Плутарх приводит обширную аргументацию из прошлой жизни греков, ссылаясь на Гесиода, который «призывает к справедливости и к рачительному ведению хозяйства и бранит лень — начало всякой несправедливости». Но если пятьсот лет назад благочестивый Фокион не смог спасти афинян от дальнейшего разложения призывами вернуться к патриархальной простоте и сельскому труду, то еще меньше на это мог надеяться Плутарх. Вероятнее всего, он и сам это понимал, но продолжал ревностно исполнять свой долг, не столько даже перед живыми, сколько перед мертвыми.

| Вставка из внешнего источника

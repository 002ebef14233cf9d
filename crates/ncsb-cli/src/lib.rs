//! # ncsb-cli — NCSB Command-Line Interface
//!
//! Thin I/O wrapper around the enrichment engine. The CLI reads the five
//! OSCAL JSON documents from disk (downloading them is the caller's job —
//! typically curl in the CI pipeline), runs the engine, and writes the
//! enriched dataset.
//!
//! ## Subcommands
//!
//! - `generate` — produce the enriched catalog JSON
//!
//! ## Crate Policy
//!
//! - CLI construction (argument parsing) is separated from business logic.
//! - Handler functions delegate to `ncsb-engine` — no enrichment rules here.

pub mod generate;
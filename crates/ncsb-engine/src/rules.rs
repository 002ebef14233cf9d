//! # Rule Engine — Severity and Non-Negotiable Derivation
//!
//! Pure, total derivation of the two enrichment fields from a control's
//! baseline membership flags. No I/O, no ambient defaults: the
//! [`RuleConfig`] is threaded explicitly through every call.
//!
//! Severity priority (first match wins):
//!
//! 1. in Low → `severity_low` (default MEDIUM)
//! 2. else in Moderate → `severity_moderate` (default HIGH)
//! 3. else in High → `severity_high` (default CRITICAL)
//! 4. else privacy-only → `severity_privacy_only` (default MEDIUM)
//! 5. else → `severity_none` (default LOW)
//!
//! The Low baseline is the broadest, so membership there marks a control
//! every system needs — important but table stakes. A control appearing
//! *only* at High marks the rarefied tier, hence CRITICAL.

use serde::{Deserialize, Serialize};
use std::str::FromStr;

use ncsb_core::{NcsbError, Severity};

/// Minimum baseline tier at which a control becomes non-negotiable.
///
/// Only `moderate` and `high` are valid; an unrecognized value is a
/// configuration error surfaced before any processing begins, never a
/// silent default.
#[derive(Debug, Clone, Copy, Default, PartialEq, Eq, Serialize, Deserialize)]
#[serde(rename_all = "snake_case")]
pub enum MinBaseline {
    /// Controls in the Moderate or High baseline are non-negotiable.
    #[default]
    Moderate,
    /// Only controls in the High baseline are non-negotiable.
    High,
}

impl MinBaseline {
    /// Returns the snake_case string identifier for this threshold.
    pub fn as_str(&self) -> &'static str {
        match self {
            Self::Moderate => "moderate",
            Self::High => "high",
        }
    }
}

impl std::fmt::Display for MinBaseline {
    fn fmt(&self, f: &mut std::fmt::Formatter<'_>) -> std::fmt::Result {
        f.write_str(self.as_str())
    }
}

impl FromStr for MinBaseline {
    type Err = NcsbError;

    fn from_str(s: &str) -> Result<Self, Self::Err> {
        match s {
            "moderate" => Ok(Self::Moderate),
            "high" => Ok(Self::High),
            other => Err(NcsbError::Config(format!(
                "non_negotiable_min_baseline must be \"moderate\" or \"high\", got {other:?}"
            ))),
        }
    }
}

/// A control's membership across the four baseline sets.
///
/// The four flags are independent; no flag implies another.
#[derive(Debug, Clone, Copy, Default, PartialEq, Eq, Serialize, Deserialize)]
pub struct BaselineMembership {
    /// Present in the Low baseline.
    pub low: bool,
    /// Present in the Moderate baseline.
    pub moderate: bool,
    /// Present in the High baseline.
    pub high: bool,
    /// Present in the Privacy baseline.
    pub privacy: bool,
}

impl BaselineMembership {
    /// Whether the control appears in any of the three impact baselines.
    pub fn in_any_impact_baseline(&self) -> bool {
        self.low || self.moderate || self.high
    }
}

/// Swappable rule parameters for one enrichment run.
///
/// Immutable per run; constructed at configuration time and threaded
/// through every derivation call.
#[derive(Debug, Clone, PartialEq, Eq, Serialize, Deserialize)]
pub struct RuleConfig {
    /// Threshold for the non-negotiable flag.
    pub non_negotiable_min_baseline: MinBaseline,
    /// Severity assigned to controls in the Low baseline.
    pub severity_low: Severity,
    /// Severity assigned to controls in the Moderate baseline.
    pub severity_moderate: Severity,
    /// Severity assigned to controls only in the High baseline.
    pub severity_high: Severity,
    /// Severity assigned to privacy-only controls.
    pub severity_privacy_only: Severity,
    /// Severity assigned to controls in no baseline.
    pub severity_none: Severity,
}

impl Default for RuleConfig {
    fn default() -> Self {
        Self {
            non_negotiable_min_baseline: MinBaseline::Moderate,
            severity_low: Severity::Medium,
            severity_moderate: Severity::High,
            severity_high: Severity::Critical,
            severity_privacy_only: Severity::Medium,
            severity_none: Severity::Low,
        }
    }
}

impl RuleConfig {
    /// A default config with the given non-negotiable threshold.
    pub fn with_min_baseline(min: MinBaseline) -> Self {
        Self {
            non_negotiable_min_baseline: min,
            ..Self::default()
        }
    }

    /// Derive the severity for one control's membership flags.
    ///
    /// First match wins, in the priority order documented at module level.
    pub fn severity_for(&self, m: BaselineMembership) -> Severity {
        if m.low {
            self.severity_low
        } else if m.moderate {
            self.severity_moderate
        } else if m.high {
            self.severity_high
        } else if m.privacy {
            self.severity_privacy_only
        } else {
            self.severity_none
        }
    }

    /// Derive the non-negotiable flag for one control's membership flags.
    pub fn non_negotiable_for(&self, m: BaselineMembership) -> bool {
        match self.non_negotiable_min_baseline {
            MinBaseline::Moderate => m.moderate || m.high,
            MinBaseline::High => m.high,
        }
    }
}

#[cfg(test)]
mod tests {
    use super::*;

    fn membership(low: bool, moderate: bool, high: bool, privacy: bool) -> BaselineMembership {
        BaselineMembership {
            low,
            moderate,
            high,
            privacy,
        }
    }

    // ---- severity priority table ----

    #[test]
    fn test_in_low_is_medium() {
        let cfg = RuleConfig::default();
        assert_eq!(cfg.severity_for(membership(true, false, false, false)), Severity::Medium);
        // Low wins even when every other flag is set.
        assert_eq!(cfg.severity_for(membership(true, true, true, true)), Severity::Medium);
    }

    #[test]
    fn test_moderate_without_low_is_high() {
        let cfg = RuleConfig::default();
        assert_eq!(cfg.severity_for(membership(false, true, false, false)), Severity::High);
        assert_eq!(cfg.severity_for(membership(false, true, true, false)), Severity::High);
    }

    #[test]
    fn test_high_only_is_critical() {
        let cfg = RuleConfig::default();
        assert_eq!(cfg.severity_for(membership(false, false, true, false)), Severity::Critical);
        assert_eq!(cfg.severity_for(membership(false, false, true, true)), Severity::Critical);
    }

    #[test]
    fn test_privacy_only_is_medium() {
        let cfg = RuleConfig::default();
        assert_eq!(cfg.severity_for(membership(false, false, false, true)), Severity::Medium);
    }

    #[test]
    fn test_no_membership_is_low() {
        let cfg = RuleConfig::default();
        assert_eq!(cfg.severity_for(membership(false, false, false, false)), Severity::Low);
    }

    #[test]
    fn test_exactly_one_severity_for_every_combination() {
        let cfg = RuleConfig::default();
        for bits in 0u8..16 {
            let m = membership(bits & 1 != 0, bits & 2 != 0, bits & 4 != 0, bits & 8 != 0);
            // Total function: every combination maps to some severity.
            let _ = cfg.severity_for(m);
        }
    }

    // ---- non-negotiable thresholds ----

    #[test]
    fn test_non_negotiable_moderate_threshold() {
        let cfg = RuleConfig::default();
        assert!(cfg.non_negotiable_for(membership(false, true, false, false)));
        assert!(cfg.non_negotiable_for(membership(false, false, true, false)));
        assert!(!cfg.non_negotiable_for(membership(true, false, false, false)));
        assert!(!cfg.non_negotiable_for(membership(false, false, false, true)));
    }

    #[test]
    fn test_non_negotiable_high_threshold() {
        let cfg = RuleConfig::with_min_baseline(MinBaseline::High);
        assert!(cfg.non_negotiable_for(membership(false, false, true, false)));
        assert!(!cfg.non_negotiable_for(membership(false, true, false, false)));
        assert!(!cfg.non_negotiable_for(membership(true, true, false, true)));
    }

    #[test]
    fn test_non_negotiable_monotonic_under_moderate() {
        // Under the moderate threshold, any control that qualifies via High
        // also qualifies via Moderate-or-High.
        let cfg = RuleConfig::default();
        for bits in 0u8..16 {
            let m = membership(bits & 1 != 0, bits & 2 != 0, bits & 4 != 0, bits & 8 != 0);
            if m.high {
                assert!(cfg.non_negotiable_for(m));
            }
        }
    }

    // ---- config parsing ----

    #[test]
    fn test_min_baseline_from_str() {
        assert_eq!("moderate".parse::<MinBaseline>().unwrap(), MinBaseline::Moderate);
        assert_eq!("high".parse::<MinBaseline>().unwrap(), MinBaseline::High);
    }

    #[test]
    fn test_min_baseline_rejects_unknown() {
        assert!("low".parse::<MinBaseline>().is_err());
        assert!("HIGH".parse::<MinBaseline>().is_err());
        assert!("".parse::<MinBaseline>().is_err());
    }

    #[test]
    fn test_membership_serde_shape() {
        let m = membership(true, false, true, false);
        let json = serde_json::to_value(&m).unwrap();
        assert_eq!(
            json,
            serde_json::json!({"low": true, "moderate": false, "high": true, "privacy": false})
        );
    }
}
use ffmpeg_next::format::Pixel;
use ffmpeg_next::frame::Video;
use ffmpeg_next::{Dictionary, Packet, Rational};

use super::scaler::Scaler;
use super::{av_error, is_again, pixel_for, tag_for_codec, unpack};
use crate::codec::Encoder;
use crate::error::{BenchError, Result};
use crate::format::{FormatDescriptor, fourcc};
use crate::layout::FrameLayout;

/// Nominal rate handed to encoders that need one; frames are never dropped or paced.
const FRAME_RATE: i32 = 25;

struct Session {
    encoder: ffmpeg_next::codec::encoder::Video,
    layout: FrameLayout,
    source: Video,
    converted: Option<(Scaler, Video)>,
}

/// Encodes every frame with a named libavcodec encoder.
pub struct FfmpegEncoder {
    codec: ffmpeg_next::Codec,
    session: Option<Session>,
    packet: Packet,
    buf: Vec<u8>,
    frame_index: i64,
}

impl FfmpegEncoder {
    /// Looks up an encoder by libavcodec name, e.g. `ffv1` or `libx264`.
    pub fn find(name: &str) -> Result<Option<Self>> {
        Ok(ffmpeg_next::encoder::find_by_name(name).map(Self::new))
    }

    pub fn new(codec: ffmpeg_next::Codec) -> Self {
        Self {
            codec,
            session: None,
            packet: Packet::empty(),
            buf: Vec::new(),
            frame_index: 0,
        }
    }

    /// Source format when the encoder takes it, otherwise the encoder's first choice.
    fn encoder_pixel(&self, source: Pixel) -> Result<Pixel> {
        let video = self.codec.video().map_err(av_error("querying encoder"))?;
        let Some(formats) = video.formats() else {
            return Ok(source);
        };
        let formats: Vec<Pixel> = formats.collect();
        if formats.contains(&source) {
            Ok(source)
        } else {
            Ok(formats.first().copied().unwrap_or(Pixel::YUV420P))
        }
    }
}

impl Encoder for FfmpegEncoder {
    fn name(&self) -> &str {
        self.codec.name()
    }

    fn description(&self) -> &str {
        self.codec.description()
    }

    fn negotiate(&mut self, input: &FormatDescriptor) -> Result<Option<FormatDescriptor>> {
        let layout = FrameLayout::of(input).ok_or_else(|| {
            BenchError::NegotiationFailed(format!(
                "{} needs uncompressed input, got {}",
                self.codec.name(),
                input
            ))
        })?;
        let source = pixel_for(layout.format).ok_or_else(|| {
            BenchError::NegotiationFailed(format!("{} has no libav equivalent", layout.format))
        })?;
        let target = self.encoder_pixel(source)?;
        let (width, height) = (layout.width as u32, layout.height as u32);

        let context = ffmpeg_next::codec::Context::new_with_codec(self.codec);
        let mut video = context
            .encoder()
            .video()
            .map_err(av_error("creating encoder"))?;
        video.set_width(width);
        video.set_height(height);
        video.set_format(target);
        video.set_frame_rate(Some(Rational(FRAME_RATE, 1)));
        video.set_time_base(Rational(1, FRAME_RATE));

        let mut options = Dictionary::new();
        options.set("preset", "ultrafast");
        options.set("tune", "zerolatency");
        let encoder = video.open_with(options).map_err(|e| {
            BenchError::NegotiationFailed(format!("cannot open {}: {}", self.codec.name(), e))
        })?;

        let mut output = input.clone();
        output.compression = match tag_for_codec(self.codec.id()) {
            0 => fallback_tag(self.codec.name()),
            tag => tag,
        };
        output.extra = unsafe {
            let raw = encoder.as_ptr();
            if (*raw).extradata.is_null() || (*raw).extradata_size <= 0 {
                Vec::new()
            } else {
                std::slice::from_raw_parts((*raw).extradata, (*raw).extradata_size as usize)
                    .to_vec()
            }
        };
        output.size = output.block_len() as u32;

        log::debug!(
            "{} negotiated {} ({:?} -> {:?}) -> {}",
            self.codec.name(),
            input,
            source,
            target,
            output
        );
        let converted = (target != source)
            .then(|| (Scaler::new(target, width, height), Video::new(target, width, height)));
        self.session = Some(Session {
            encoder,
            source: Video::new(source, width, height),
            converted,
            layout,
        });
        self.frame_index = 0;
        Ok(Some(output))
    }

    /// Returns all packets the frame produced, which may be none while the encoder buffers.
    fn encode(&mut self, data: &[u8]) -> Result<&[u8]> {
        let session = self
            .session
            .as_mut()
            .ok_or_else(|| BenchError::Codec("encoder used before negotiation".to_string()))?;
        if data.len() < session.layout.len() {
            return Err(BenchError::Codec(format!(
                "frame of {} bytes is shorter than its layout ({} bytes)",
                data.len(),
                session.layout.len()
            )));
        }

        unpack(data, &session.layout, &mut session.source);
        let frame = match session.converted.as_mut() {
            Some((scaler, converted)) => {
                scaler.run(&session.source, converted)?;
                converted
            }
            None => &mut session.source,
        };
        frame.set_pts(Some(self.frame_index));
        self.frame_index += 1;
        session
            .encoder
            .send_frame(frame)
            .map_err(av_error("sending frame"))?;

        self.buf.clear();
        loop {
            match session.encoder.receive_packet(&mut self.packet) {
                Ok(()) => {
                    if let Some(bytes) = self.packet.data() {
                        self.buf.extend_from_slice(bytes);
                    }
                }
                Err(e) if is_again(&e) => break,
                Err(e) => return Err(av_error("receiving packet")(e)),
            }
        }
        Ok(&self.buf)
    }
}

/// Tag for encoders missing from the RIFF table: the first four name bytes, uppercased.
fn fallback_tag(name: &str) -> u32 {
    let mut code = [b' '; 4];
    for (slot, byte) in code.iter_mut().zip(name.bytes()) {
        *slot = byte.to_ascii_uppercase();
    }
    fourcc(&code)
}

#[cfg(test)]
mod tests {
    use super::*;
    use crate::format::resolve;

    #[test]
    fn test_fallback_tag() {
        assert_eq!(fallback_tag("vp9"), fourcc(b"VP9 "));
        assert_eq!(fallback_tag("libx264"), fourcc(b"LIBX"));
    }

    #[test]
    fn test_unknown_encoder_is_not_found() -> anyhow::Result<()> {
        super::super::init()?;
        assert!(FfmpegEncoder::find("definitely-not-a-codec")?.is_none());
        Ok(())
    }

    #[test]
    fn test_ffv1_round() -> anyhow::Result<()> {
        super::super::init()?;
        let Some(mut encoder) = FfmpegEncoder::find("ffv1")? else {
            return Ok(());
        };
        let input = resolve("YV12", 16, 16)?;
        let output = encoder
            .negotiate(&input)?
            .ok_or_else(|| anyhow::anyhow!("ffv1 declined"))?;
        assert_eq!(output.compression, fourcc(b"FFV1"));
        assert_eq!((output.width, output.height), (16, 16));

        let frame = vec![128u8; input.frame_size()];
        let mut total = 0;
        for _ in 0..3 {
            total += encoder.encode(&frame)?.len();
        }
        assert!(total > 0);
        Ok(())
    }
}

«Вести простую жизнь, уметь держать язык за зубами, переносить голод, не давать воли рукам» — вот то главное, что должен усвоить молодой человек, чтобы не стать со временем в тягость и себе, и людям, а долг воспитателей с суровой требовательностью развивать и укреплять в нем эти качества, подобно тому как садовник выращивает крепкое и стройное деревце, привязывая его к колышку и обрезая все лишнее. Кажется, если бы это зависело от него, Плутарх бы возродил такое воспитание, как в Спарте, когда она еще жила по законам Ликурга, — «очень строгое и полное трудов, но зато приучавшее юношей к повиновению». Что вообще не соответствовало требованиям его времени, когда, чтобы выжить и преуспеть, нужны были совсем иные качества.

Считая старинную поэзию одним из главных средств воспитания благородства души, Плутарх приводит целый ряд советов относительно того, что и как следует читать, чтобы дать молодым людям правильное представление о цели жизни и «не отправить их в открытое море в эпикуровой лодке». Он советует читать вместе с учениками Гомера, Эсхила, Софокла, Еврипида, Пиндара, подчеркивать все добродетельное и доблестное в их героях и отмечать, как порицаются неблаговидные поступки порочных людей, если поэтам случается о них говорить. Особенно, по мнению Плутарха, полезен Гомер, который, еще только приступая к рассказу о чем-то, заранее «изобличает все плохое и призывает наше внимание к тому хорошему, что содержится в его речах».